#### [WHAT IS BEING ASKED]
From the entries below, extract every line that includes the word "GroupKey".

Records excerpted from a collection
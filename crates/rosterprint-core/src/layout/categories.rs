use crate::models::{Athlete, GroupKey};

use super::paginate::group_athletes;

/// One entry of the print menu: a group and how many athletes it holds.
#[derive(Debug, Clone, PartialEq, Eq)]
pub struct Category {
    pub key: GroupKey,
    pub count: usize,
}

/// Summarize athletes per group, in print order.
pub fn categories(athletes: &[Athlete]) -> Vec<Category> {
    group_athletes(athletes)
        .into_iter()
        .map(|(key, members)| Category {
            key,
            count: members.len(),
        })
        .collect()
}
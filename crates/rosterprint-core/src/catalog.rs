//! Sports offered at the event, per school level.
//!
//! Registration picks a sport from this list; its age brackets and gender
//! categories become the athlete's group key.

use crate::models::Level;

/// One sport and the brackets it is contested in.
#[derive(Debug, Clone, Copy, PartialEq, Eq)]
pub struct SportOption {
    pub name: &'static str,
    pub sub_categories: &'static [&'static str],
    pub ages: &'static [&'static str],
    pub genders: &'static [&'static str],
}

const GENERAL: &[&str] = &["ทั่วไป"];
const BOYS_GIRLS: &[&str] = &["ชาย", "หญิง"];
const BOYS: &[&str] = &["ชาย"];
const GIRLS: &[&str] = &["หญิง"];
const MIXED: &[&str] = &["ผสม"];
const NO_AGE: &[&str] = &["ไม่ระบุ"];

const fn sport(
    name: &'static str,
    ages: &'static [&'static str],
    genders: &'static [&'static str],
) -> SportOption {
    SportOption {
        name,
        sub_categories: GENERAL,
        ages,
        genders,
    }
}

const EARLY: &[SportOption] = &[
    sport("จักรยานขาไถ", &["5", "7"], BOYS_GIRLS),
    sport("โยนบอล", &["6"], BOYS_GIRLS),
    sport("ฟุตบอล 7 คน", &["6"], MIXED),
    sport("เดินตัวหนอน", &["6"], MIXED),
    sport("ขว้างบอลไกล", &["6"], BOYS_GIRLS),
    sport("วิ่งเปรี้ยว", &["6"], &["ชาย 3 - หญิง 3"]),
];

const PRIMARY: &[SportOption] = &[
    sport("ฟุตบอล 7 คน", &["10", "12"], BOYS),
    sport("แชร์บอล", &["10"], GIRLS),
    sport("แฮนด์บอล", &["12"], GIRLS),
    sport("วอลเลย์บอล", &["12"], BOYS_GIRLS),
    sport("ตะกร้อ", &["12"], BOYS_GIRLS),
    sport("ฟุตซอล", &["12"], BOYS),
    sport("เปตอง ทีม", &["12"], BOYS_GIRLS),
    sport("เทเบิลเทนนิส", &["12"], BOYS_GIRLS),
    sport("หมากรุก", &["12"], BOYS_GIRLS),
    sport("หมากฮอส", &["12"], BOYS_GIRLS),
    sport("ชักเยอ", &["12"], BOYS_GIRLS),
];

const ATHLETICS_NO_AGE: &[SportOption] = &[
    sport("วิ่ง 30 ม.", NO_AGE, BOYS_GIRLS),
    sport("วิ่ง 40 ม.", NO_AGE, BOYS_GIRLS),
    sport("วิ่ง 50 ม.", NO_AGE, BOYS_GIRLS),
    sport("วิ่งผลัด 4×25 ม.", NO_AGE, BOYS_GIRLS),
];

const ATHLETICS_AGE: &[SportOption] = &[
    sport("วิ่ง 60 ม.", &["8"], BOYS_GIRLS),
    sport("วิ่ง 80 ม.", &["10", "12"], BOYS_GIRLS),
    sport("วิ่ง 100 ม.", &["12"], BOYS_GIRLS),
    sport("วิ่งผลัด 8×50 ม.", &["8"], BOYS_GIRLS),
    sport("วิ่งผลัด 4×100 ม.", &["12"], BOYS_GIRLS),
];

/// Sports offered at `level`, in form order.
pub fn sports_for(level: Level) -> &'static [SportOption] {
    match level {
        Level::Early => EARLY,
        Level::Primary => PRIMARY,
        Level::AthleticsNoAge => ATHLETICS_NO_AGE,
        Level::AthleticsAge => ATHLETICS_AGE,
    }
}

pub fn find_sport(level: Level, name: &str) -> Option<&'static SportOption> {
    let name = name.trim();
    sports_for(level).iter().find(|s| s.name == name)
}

==

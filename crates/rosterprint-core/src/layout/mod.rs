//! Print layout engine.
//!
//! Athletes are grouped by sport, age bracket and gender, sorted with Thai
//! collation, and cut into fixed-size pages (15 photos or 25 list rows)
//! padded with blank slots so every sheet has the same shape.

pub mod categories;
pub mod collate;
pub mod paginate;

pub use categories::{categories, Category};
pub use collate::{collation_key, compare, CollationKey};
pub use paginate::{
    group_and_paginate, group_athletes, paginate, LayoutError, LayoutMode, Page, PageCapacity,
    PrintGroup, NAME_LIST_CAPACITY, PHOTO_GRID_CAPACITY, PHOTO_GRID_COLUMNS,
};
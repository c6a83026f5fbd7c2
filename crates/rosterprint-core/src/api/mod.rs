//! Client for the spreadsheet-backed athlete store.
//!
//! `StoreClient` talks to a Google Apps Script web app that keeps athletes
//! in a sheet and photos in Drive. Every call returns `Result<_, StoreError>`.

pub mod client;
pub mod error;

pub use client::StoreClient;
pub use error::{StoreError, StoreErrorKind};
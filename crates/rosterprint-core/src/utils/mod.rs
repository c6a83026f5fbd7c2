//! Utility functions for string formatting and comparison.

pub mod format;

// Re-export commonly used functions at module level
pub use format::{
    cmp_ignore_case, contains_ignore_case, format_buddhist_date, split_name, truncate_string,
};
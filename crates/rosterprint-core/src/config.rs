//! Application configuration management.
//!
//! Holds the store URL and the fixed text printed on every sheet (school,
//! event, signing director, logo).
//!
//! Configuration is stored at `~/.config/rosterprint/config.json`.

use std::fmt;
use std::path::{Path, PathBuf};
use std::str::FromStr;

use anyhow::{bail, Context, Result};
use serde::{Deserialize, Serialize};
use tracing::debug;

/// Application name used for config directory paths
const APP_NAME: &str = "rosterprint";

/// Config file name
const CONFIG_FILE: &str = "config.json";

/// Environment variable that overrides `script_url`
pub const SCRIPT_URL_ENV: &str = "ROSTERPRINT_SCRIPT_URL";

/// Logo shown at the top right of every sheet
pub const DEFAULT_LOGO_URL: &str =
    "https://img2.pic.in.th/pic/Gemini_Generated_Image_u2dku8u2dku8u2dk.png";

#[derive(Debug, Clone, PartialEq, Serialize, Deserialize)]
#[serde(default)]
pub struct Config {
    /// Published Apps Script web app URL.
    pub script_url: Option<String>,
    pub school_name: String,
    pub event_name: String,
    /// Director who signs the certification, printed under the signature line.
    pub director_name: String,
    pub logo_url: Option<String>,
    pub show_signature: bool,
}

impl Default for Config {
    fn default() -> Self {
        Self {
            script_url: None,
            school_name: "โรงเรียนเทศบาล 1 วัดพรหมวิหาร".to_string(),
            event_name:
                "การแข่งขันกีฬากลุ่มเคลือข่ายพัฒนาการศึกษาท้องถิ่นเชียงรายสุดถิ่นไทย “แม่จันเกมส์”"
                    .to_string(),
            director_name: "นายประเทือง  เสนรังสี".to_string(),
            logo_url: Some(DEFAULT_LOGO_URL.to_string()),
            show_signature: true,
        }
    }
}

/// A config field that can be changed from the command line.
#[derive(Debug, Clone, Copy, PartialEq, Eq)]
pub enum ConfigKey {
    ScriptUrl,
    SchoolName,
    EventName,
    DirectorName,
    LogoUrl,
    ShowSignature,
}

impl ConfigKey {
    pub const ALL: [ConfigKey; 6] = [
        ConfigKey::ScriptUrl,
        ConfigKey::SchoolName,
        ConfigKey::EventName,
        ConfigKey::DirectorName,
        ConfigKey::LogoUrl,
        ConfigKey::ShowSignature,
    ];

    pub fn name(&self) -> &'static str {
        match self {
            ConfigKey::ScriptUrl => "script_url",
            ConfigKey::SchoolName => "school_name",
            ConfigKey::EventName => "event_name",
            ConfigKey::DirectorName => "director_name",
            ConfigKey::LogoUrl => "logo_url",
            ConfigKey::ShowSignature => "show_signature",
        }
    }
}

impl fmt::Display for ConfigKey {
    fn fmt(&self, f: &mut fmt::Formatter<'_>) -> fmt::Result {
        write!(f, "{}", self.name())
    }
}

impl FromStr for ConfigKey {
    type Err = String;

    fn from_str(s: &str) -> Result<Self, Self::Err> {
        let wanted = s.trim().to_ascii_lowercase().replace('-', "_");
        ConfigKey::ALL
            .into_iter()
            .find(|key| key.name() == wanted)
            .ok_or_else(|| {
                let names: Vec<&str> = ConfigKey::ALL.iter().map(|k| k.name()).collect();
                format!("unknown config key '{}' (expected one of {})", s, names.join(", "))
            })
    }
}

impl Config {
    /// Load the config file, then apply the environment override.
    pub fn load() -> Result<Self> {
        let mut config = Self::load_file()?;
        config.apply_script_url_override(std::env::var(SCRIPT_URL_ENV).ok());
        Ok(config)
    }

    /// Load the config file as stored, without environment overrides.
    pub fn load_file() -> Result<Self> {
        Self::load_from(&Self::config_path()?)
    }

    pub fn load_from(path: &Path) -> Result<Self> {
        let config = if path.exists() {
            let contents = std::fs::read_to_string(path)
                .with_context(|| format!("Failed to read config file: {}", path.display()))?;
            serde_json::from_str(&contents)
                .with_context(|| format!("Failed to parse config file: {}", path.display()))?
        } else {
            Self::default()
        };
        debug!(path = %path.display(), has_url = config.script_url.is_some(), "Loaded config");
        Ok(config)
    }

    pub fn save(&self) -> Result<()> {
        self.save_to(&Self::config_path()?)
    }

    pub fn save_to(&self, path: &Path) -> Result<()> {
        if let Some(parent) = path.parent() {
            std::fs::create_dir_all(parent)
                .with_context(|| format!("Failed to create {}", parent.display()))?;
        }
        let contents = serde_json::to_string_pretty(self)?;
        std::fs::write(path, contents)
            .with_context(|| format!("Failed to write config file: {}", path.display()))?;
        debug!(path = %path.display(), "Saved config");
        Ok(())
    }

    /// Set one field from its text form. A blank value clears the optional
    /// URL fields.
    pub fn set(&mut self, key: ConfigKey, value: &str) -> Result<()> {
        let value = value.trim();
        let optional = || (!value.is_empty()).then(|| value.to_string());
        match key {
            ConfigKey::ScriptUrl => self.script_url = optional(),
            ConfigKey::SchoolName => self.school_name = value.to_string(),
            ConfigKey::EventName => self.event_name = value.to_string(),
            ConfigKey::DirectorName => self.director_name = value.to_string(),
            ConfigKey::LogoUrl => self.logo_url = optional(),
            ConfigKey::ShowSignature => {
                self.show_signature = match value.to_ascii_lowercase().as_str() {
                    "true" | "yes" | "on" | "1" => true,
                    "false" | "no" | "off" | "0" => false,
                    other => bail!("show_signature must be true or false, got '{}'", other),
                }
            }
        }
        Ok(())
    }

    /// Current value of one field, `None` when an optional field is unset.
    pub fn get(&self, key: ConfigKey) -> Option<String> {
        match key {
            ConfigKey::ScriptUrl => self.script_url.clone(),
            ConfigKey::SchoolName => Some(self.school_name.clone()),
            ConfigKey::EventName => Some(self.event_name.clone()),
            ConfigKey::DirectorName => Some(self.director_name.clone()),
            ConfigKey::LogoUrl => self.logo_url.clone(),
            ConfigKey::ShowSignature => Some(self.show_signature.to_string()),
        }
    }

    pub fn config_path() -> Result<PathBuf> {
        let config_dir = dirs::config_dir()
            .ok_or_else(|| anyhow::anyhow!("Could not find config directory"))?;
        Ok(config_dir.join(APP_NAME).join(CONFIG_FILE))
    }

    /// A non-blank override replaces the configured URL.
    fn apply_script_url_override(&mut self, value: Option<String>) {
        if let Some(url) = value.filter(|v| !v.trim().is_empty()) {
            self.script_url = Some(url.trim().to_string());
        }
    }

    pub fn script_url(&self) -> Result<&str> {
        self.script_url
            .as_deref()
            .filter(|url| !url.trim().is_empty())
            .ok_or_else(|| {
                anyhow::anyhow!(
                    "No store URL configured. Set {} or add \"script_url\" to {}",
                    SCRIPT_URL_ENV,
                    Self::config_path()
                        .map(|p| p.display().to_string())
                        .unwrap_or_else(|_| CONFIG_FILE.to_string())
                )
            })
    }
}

#### [EXERCISE RESULT]
use crate::models::{Athlete, GroupKey};
    pub key: GroupKey,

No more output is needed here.